Tell how many lines in the data below contain "SeededProvider", using one number as the whole reply.

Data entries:
--

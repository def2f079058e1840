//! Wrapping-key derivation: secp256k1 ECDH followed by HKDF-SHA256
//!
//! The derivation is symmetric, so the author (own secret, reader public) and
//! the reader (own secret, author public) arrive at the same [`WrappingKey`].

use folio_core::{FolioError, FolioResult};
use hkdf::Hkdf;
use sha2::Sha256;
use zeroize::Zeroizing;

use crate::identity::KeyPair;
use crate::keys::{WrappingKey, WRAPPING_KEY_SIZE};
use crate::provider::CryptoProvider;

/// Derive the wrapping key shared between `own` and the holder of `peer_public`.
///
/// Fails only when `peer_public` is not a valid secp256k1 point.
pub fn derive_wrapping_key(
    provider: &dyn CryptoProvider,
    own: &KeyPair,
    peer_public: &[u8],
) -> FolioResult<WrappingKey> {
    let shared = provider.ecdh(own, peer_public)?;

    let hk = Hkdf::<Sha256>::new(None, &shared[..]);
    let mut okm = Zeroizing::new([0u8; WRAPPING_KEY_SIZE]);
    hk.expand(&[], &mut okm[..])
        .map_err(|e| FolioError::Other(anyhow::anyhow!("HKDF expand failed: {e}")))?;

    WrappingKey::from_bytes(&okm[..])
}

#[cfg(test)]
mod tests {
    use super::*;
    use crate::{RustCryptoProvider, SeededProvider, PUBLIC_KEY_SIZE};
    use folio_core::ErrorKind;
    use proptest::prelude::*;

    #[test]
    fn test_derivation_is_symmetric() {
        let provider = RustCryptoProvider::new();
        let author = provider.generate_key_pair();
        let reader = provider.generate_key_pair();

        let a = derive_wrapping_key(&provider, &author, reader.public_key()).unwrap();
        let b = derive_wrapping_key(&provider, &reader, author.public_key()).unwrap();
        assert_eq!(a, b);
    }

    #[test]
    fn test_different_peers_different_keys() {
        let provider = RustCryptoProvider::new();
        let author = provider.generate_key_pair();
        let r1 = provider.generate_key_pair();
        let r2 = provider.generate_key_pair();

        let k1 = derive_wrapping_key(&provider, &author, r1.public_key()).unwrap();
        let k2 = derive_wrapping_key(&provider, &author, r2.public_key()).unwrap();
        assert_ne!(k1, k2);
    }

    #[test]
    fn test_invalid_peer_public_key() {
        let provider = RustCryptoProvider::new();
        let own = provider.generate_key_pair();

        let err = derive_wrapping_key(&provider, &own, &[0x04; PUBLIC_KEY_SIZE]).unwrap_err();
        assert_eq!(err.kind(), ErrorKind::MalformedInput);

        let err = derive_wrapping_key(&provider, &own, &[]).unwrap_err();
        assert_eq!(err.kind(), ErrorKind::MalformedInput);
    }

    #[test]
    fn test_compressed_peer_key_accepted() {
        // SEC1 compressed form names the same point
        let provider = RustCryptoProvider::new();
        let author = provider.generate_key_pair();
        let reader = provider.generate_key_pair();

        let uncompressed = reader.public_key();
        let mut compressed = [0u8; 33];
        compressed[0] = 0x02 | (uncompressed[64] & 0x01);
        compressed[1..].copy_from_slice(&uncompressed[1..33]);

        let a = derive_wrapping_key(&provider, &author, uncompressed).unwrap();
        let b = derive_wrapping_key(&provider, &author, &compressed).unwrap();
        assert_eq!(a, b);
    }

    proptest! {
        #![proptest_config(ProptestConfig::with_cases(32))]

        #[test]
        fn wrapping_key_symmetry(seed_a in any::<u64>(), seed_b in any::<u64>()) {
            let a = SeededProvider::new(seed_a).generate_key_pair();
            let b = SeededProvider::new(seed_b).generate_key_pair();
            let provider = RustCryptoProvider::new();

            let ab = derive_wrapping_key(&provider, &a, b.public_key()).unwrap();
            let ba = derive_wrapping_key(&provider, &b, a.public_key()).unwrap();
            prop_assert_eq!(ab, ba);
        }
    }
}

--

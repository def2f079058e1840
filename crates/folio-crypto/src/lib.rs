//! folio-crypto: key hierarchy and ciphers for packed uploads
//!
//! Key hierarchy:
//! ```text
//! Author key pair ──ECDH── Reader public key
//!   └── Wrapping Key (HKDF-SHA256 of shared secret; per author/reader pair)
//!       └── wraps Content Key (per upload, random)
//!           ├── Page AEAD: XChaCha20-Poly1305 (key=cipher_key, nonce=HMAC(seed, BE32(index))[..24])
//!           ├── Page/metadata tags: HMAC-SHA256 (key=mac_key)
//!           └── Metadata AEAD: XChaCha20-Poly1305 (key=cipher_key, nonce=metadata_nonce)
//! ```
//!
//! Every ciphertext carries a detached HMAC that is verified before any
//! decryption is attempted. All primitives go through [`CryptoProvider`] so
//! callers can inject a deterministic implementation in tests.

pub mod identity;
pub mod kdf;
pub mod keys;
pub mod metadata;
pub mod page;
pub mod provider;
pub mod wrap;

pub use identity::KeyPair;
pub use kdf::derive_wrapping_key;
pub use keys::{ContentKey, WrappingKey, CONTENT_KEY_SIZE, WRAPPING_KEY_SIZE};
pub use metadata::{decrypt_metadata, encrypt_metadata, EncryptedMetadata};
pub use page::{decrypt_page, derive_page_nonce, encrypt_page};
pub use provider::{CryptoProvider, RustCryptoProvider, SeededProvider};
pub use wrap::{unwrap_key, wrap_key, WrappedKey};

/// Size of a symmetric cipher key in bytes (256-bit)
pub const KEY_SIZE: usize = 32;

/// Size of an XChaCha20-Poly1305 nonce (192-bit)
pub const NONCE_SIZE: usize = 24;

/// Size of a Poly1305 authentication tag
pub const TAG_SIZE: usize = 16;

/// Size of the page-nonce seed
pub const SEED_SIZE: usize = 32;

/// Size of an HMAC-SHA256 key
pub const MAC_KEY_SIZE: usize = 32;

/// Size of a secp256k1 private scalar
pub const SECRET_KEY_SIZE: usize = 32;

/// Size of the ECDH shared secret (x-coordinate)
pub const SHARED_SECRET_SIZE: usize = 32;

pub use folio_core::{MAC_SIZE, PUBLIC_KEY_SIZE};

--

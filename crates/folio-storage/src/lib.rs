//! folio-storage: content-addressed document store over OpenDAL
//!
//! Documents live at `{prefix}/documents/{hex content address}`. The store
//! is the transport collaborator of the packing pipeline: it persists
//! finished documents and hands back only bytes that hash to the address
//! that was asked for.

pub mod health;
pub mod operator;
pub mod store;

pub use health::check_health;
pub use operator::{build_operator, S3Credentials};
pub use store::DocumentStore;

--

| Solution |
4